* Data for analysis *
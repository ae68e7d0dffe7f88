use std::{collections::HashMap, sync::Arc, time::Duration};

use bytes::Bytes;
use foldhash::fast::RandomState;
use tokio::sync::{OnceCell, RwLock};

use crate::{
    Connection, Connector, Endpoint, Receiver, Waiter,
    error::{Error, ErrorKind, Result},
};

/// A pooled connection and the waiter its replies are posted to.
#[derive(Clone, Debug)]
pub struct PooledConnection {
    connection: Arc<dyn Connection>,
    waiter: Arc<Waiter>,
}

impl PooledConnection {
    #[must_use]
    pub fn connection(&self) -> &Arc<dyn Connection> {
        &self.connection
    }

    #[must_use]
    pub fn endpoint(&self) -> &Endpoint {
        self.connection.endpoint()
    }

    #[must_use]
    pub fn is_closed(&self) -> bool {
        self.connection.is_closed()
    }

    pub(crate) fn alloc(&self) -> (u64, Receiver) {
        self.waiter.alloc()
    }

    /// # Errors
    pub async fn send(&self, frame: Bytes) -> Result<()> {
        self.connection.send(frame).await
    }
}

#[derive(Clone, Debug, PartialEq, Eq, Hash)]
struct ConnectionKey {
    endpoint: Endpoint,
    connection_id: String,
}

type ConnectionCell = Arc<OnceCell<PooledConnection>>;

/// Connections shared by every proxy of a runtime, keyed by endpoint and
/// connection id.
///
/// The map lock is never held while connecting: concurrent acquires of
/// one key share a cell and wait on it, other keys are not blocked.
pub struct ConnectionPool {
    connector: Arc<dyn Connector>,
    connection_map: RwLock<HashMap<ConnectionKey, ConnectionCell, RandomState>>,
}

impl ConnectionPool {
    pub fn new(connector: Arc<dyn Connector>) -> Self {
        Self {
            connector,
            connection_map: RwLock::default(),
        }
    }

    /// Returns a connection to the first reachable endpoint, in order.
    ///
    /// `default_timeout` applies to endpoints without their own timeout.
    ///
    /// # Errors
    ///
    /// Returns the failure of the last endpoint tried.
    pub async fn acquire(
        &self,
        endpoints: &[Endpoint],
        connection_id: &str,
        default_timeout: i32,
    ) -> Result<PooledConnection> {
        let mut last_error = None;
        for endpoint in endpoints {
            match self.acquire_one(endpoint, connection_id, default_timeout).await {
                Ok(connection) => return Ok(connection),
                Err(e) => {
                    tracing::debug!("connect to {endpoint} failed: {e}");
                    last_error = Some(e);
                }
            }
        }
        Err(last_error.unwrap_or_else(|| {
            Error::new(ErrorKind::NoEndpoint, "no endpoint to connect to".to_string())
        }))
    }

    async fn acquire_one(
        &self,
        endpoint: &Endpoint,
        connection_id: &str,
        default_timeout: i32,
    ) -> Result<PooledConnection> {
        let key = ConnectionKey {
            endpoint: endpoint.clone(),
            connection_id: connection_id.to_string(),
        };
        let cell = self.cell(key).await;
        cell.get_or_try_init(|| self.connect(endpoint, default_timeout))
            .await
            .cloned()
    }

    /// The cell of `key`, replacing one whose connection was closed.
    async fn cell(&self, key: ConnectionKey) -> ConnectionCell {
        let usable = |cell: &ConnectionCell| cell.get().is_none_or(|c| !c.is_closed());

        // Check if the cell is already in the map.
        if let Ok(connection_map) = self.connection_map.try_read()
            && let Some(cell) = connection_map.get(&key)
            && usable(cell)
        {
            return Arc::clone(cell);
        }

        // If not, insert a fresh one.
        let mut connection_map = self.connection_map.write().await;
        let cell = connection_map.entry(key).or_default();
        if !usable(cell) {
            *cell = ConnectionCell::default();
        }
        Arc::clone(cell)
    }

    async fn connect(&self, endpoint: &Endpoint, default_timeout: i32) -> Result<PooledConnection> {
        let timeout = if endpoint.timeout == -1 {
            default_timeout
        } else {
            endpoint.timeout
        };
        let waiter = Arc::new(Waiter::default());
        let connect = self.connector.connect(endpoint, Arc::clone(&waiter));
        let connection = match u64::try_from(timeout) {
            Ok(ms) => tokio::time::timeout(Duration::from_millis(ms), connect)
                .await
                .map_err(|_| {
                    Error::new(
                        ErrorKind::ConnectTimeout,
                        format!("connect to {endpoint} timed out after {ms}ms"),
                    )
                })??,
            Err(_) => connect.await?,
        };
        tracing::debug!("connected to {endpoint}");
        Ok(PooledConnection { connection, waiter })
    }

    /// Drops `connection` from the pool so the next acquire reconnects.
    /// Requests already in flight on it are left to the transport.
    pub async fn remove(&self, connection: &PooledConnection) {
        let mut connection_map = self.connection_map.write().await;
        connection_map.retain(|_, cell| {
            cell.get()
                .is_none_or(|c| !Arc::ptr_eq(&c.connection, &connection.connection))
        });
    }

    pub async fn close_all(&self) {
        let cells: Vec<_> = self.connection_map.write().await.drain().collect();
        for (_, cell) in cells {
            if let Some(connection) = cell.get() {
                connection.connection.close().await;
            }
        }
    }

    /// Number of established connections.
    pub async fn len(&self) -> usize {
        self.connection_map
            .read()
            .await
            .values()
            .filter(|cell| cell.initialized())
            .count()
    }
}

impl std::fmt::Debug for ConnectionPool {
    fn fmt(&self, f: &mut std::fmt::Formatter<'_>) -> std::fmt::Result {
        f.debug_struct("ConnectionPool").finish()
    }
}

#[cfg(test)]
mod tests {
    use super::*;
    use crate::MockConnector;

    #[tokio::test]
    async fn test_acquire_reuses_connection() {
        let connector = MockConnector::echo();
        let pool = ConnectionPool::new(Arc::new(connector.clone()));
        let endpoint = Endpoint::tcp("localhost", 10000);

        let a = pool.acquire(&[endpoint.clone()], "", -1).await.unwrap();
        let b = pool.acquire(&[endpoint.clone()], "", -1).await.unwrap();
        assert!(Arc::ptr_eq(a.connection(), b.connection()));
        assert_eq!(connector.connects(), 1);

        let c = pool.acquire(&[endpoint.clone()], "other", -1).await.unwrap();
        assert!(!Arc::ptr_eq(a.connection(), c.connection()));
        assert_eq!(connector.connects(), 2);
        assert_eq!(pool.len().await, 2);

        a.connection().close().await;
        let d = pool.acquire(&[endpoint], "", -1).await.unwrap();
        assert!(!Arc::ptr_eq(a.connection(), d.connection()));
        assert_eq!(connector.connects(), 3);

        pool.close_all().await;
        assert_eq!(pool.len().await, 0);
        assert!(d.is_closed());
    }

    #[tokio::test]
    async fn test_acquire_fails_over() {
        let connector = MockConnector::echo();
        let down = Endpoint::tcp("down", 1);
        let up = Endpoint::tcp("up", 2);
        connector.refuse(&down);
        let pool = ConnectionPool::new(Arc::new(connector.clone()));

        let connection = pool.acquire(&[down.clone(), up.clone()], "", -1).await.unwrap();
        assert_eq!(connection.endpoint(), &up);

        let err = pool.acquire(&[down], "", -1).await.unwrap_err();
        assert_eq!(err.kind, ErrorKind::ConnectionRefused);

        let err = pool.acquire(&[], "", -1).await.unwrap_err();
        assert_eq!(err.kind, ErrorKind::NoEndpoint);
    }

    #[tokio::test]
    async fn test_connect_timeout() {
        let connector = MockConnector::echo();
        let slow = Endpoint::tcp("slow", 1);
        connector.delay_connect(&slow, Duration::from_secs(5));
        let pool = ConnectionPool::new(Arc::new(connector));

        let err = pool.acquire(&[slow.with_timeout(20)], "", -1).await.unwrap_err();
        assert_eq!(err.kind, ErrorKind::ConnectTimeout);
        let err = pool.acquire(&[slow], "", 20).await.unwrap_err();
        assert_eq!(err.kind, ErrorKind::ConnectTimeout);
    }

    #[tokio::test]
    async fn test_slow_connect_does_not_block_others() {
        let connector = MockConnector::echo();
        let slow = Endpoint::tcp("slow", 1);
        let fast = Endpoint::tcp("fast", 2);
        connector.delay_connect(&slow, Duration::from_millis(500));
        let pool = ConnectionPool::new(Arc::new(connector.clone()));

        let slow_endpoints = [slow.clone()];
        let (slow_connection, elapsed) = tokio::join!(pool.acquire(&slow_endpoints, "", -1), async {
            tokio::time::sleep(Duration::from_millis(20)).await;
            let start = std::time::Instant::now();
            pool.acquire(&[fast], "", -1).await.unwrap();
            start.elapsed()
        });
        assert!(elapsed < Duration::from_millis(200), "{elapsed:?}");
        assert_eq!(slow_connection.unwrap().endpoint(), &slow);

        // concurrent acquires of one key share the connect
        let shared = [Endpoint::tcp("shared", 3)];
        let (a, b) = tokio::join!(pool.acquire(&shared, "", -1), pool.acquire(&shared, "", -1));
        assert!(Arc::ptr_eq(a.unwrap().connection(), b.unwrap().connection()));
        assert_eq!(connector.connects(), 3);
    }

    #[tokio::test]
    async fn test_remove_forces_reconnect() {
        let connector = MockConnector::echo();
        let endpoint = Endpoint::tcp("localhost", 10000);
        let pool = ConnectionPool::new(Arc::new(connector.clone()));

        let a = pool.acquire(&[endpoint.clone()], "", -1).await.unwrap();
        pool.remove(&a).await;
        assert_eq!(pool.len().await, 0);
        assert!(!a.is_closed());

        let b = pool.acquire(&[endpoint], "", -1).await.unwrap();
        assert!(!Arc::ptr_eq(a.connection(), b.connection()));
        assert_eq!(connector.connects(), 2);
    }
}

* * *

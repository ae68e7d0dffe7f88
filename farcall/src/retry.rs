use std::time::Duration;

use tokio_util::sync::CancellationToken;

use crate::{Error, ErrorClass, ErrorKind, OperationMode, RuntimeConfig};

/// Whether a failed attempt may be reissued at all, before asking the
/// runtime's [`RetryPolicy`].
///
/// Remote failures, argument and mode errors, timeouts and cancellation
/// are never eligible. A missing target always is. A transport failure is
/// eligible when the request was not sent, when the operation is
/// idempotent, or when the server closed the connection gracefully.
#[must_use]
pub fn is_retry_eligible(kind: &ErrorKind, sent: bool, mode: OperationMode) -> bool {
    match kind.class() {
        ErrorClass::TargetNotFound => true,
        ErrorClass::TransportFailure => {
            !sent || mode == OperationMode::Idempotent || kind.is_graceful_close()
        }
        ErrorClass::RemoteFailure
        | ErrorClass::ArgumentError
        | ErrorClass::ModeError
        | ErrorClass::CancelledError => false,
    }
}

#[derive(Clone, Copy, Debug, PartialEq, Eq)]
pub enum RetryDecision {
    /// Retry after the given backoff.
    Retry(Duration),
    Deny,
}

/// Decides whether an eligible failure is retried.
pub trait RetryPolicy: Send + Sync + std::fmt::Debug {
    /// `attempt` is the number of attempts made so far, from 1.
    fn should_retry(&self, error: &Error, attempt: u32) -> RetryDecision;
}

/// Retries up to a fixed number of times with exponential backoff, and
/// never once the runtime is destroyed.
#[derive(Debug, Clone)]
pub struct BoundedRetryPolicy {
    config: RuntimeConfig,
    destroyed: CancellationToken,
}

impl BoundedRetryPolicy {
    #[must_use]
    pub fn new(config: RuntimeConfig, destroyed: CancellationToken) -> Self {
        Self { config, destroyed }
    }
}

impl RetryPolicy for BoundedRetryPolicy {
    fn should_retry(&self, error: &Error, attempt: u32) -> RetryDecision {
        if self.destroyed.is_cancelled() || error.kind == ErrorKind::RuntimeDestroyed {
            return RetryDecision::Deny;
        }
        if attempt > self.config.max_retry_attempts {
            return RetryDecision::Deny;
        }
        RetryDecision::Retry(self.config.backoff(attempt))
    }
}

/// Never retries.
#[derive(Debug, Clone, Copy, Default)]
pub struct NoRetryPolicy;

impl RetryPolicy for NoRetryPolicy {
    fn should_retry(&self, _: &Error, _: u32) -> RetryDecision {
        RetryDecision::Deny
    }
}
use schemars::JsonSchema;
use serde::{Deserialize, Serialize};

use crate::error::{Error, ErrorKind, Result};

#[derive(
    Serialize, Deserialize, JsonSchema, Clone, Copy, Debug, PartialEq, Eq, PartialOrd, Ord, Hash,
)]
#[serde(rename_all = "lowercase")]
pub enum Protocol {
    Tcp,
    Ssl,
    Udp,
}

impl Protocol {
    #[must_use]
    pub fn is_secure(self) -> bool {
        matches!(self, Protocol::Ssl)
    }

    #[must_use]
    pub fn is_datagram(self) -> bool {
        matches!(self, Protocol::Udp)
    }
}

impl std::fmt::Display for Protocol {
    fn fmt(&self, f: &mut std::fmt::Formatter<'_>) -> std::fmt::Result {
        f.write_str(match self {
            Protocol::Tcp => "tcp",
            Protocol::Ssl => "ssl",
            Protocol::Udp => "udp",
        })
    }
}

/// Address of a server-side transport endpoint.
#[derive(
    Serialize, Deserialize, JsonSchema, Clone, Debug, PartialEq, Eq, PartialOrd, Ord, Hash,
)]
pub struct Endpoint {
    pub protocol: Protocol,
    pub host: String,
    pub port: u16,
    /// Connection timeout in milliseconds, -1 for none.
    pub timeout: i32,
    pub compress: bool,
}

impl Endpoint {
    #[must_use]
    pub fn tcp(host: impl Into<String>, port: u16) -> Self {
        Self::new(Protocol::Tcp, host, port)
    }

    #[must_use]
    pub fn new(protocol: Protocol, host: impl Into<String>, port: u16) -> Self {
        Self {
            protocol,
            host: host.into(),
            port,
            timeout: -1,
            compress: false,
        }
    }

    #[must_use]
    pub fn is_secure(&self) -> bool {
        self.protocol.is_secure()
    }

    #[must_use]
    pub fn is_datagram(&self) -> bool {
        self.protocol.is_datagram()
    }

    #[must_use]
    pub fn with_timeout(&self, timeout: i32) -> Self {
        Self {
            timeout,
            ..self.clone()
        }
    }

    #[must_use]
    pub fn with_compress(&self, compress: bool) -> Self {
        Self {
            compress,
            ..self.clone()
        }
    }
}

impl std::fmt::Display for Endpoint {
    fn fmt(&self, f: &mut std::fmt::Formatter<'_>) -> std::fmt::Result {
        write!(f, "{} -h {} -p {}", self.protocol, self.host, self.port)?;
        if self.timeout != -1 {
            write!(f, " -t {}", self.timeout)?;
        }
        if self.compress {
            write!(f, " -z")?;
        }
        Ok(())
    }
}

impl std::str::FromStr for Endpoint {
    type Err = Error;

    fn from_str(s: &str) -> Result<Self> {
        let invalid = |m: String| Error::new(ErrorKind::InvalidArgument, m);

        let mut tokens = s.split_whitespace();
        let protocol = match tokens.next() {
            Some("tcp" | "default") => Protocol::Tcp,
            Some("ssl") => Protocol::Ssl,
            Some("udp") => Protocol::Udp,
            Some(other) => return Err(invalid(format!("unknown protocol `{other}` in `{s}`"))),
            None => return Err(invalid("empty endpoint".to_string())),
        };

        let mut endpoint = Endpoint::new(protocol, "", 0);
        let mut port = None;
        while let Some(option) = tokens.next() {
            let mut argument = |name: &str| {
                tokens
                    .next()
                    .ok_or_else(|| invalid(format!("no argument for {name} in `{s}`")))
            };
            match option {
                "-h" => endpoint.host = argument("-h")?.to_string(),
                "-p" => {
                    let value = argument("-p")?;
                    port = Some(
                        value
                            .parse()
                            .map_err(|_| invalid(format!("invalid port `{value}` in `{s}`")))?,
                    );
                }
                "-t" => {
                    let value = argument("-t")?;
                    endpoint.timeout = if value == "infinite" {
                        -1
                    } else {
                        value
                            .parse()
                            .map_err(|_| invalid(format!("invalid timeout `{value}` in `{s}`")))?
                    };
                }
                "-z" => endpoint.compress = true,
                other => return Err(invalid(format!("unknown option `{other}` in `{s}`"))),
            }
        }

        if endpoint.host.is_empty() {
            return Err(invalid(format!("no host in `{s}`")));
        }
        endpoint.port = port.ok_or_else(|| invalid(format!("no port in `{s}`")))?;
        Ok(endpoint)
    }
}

* Exercise aim *
Which lines above hold the word "cells"? Copy each of them.

* Solution below *
        let cells: Vec<_> = self.connection_map.write().await.drain().collect();
        for (_, cell) in cells {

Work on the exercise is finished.